Problem description | Please give back an exact reproduction of the lines from the one with "is their row" through the end of the entries below, and no others.

[Records from a collection]
★ ★ ★ ★

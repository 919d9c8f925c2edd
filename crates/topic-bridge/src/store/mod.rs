//! Persistence interface for threads.
//!
//! The reconciler never talks to a database directly; it goes through
//! `ThreadStore`, implemented over Postgres. Tests use an in-memory store
//! that enforces the same uniqueness rules.

#[cfg(test)]
mod memory;
mod postgres;

#[cfg(test)]
pub use memory::MemoryThreadStore;
pub use postgres::PgThreadStore;

use crate::error::BridgeResult;
use async_trait::async_trait;
use shared_types::{NewThread, Thread, ThreadHandle, ThreadKind};

/// Result of an insert-if-absent keyed on `(kind, target)`
#[derive(Debug, Clone, PartialEq, Eq)]
pub enum InsertOutcome {
    /// The row was written
    Inserted(Thread),
    /// Another writer got there first; this is their row
    Existing(Thread),
}

/// Thread persistence.
///
/// Lookups return `Ok(None)` on a miss; a miss is an expected outcome, not an
/// error. Implementations must reject a second row with the same
/// `(kind, target)` or the same `thread_handle`.
#[async_trait]
pub trait ThreadStore: Send + Sync {
    async fn find_by_target(&self, kind: ThreadKind, target: &str) -> BridgeResult<Option<Thread>>;

    async fn find_by_handle(&self, handle: ThreadHandle) -> BridgeResult<Option<Thread>>;

    /// Atomic conditional insert. On a `(kind, target)` conflict the already
    /// stored row is returned as `InsertOutcome::Existing`.
    async fn insert_if_absent(&self, new: NewThread) -> BridgeResult<InsertOutcome>;

    /// Overwrite `last_subject`/`last_message_ref` for the thread. Fails with
    /// `NotFound` when no row has this handle.
    async fn update_metadata(
        &self,
        handle: ThreadHandle,
        subject: &str,
        message_ref: &str,
    ) -> BridgeResult<()>;
}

★ ★ ★ ★

Exercise solution |
    /// Another writer got there first; this is their row
    Existing(Thread),
}

/// Thread persistence.
///
/// Lookups return `Ok(None)` on a miss; a miss is an expected outcome, not an
/// error. Implementations must reject a second row with the same
/// `(kind, target)` or the same `thread_handle`.
#[async_trait]
pub trait ThreadStore: Send + Sync {
    async fn find_by_target(&self, kind: ThreadKind, target: &str) -> BridgeResult<Option<Thread>>;

    async fn find_by_handle(&self, handle: ThreadHandle) -> BridgeResult<Option<Thread>>;

    /// Atomic conditional insert. On a `(kind, target)` conflict the already
    /// stored row is returned as `InsertOutcome::Existing`.
    async fn insert_if_absent(&self, new: NewThread) -> BridgeResult<InsertOutcome>;

    /// Overwrite `last_subject`/`last_message_ref` for the thread. Fails with
    /// `NotFound` when no row has this handle.
    async fn update_metadata(
        &self,
        handle: ThreadHandle,
        subject: &str,
        message_ref: &str,
    ) -> BridgeResult<()>;
}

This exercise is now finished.